-- Excerpted records follows --

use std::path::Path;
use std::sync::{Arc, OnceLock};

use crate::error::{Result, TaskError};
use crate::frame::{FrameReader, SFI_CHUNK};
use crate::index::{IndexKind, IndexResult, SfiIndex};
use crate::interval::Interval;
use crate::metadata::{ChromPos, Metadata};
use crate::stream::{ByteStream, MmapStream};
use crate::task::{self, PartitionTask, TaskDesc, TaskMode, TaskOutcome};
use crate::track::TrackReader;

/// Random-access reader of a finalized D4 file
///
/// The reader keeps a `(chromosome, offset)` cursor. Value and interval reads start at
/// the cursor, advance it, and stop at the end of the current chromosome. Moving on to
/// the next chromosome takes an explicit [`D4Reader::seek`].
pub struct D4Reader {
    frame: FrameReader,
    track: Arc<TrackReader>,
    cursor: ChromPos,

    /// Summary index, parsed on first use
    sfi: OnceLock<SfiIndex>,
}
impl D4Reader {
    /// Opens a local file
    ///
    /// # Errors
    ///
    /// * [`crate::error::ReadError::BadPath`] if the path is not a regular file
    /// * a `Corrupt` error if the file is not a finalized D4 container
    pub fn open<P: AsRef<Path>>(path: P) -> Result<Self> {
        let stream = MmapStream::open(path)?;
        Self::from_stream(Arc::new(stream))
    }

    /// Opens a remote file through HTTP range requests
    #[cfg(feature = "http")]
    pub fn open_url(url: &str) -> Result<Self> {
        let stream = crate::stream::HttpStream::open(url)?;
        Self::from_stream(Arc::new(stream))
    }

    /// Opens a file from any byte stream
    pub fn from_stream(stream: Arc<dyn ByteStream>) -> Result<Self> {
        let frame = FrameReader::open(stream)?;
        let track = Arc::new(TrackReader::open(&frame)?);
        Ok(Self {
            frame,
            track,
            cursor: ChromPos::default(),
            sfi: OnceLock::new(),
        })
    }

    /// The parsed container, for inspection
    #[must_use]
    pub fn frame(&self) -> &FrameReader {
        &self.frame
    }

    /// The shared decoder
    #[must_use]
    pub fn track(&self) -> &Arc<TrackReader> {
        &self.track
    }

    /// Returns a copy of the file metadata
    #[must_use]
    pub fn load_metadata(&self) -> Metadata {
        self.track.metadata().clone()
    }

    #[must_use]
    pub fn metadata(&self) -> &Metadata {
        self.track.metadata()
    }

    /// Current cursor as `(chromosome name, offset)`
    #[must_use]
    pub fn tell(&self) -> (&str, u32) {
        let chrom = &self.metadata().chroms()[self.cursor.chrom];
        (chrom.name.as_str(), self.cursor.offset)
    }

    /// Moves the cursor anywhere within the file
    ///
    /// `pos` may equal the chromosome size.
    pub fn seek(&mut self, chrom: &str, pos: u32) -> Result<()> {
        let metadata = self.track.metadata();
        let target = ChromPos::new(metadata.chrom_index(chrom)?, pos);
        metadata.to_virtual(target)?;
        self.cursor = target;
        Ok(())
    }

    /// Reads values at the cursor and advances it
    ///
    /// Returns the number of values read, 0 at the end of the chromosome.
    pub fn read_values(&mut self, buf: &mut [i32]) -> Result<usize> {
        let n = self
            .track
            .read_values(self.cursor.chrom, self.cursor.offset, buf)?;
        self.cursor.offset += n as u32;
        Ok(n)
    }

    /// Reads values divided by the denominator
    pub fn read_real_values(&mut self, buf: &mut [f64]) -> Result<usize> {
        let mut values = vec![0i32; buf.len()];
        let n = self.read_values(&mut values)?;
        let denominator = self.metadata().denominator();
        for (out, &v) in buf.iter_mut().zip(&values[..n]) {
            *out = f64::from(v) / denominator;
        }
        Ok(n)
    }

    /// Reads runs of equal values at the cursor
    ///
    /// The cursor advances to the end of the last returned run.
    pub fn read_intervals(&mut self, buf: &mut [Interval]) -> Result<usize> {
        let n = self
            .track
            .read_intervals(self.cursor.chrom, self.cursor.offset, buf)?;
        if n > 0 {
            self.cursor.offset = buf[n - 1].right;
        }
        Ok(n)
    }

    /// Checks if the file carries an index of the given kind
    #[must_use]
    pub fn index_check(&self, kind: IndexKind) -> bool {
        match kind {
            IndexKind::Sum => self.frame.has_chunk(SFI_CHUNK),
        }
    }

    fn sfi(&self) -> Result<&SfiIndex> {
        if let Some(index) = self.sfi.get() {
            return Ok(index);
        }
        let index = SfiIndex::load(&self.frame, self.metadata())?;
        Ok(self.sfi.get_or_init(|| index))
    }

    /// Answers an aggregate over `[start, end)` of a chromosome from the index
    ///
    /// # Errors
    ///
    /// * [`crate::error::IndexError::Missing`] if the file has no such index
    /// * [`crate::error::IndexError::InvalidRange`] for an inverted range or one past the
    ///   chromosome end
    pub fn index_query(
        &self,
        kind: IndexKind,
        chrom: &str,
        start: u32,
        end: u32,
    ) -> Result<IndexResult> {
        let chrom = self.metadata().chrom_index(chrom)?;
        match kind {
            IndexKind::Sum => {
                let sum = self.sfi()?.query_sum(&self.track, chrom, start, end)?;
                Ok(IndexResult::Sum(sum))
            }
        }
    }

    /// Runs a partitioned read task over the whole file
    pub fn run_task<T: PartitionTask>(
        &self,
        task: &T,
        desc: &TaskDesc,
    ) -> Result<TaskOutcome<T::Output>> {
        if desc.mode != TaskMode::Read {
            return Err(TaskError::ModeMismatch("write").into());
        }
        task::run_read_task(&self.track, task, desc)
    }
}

-- Excerpted records concluded --

Exercise description:
What you return should be exactly the lines above, starting at the one with "finalized D4 file" and ending at the one with "a regular file", and nothing else.

Task response:
/// Random-access reader of a finalized D4 file
///
/// The reader keeps a `(chromosome, offset)` cursor. Value and interval reads start at
/// the cursor, advance it, and stop at the end of the current chromosome. Moving on to
/// the next chromosome takes an explicit [`D4Reader::seek`].
pub struct D4Reader {
    frame: FrameReader,
    track: Arc<TrackReader>,
    cursor: ChromPos,

    /// Summary index, parsed on first use
    sfi: OnceLock<SfiIndex>,
}
impl D4Reader {
    /// Opens a local file
    ///
    /// # Errors
    ///
    /// * [`crate::error::ReadError::BadPath`] if the path is not a regular file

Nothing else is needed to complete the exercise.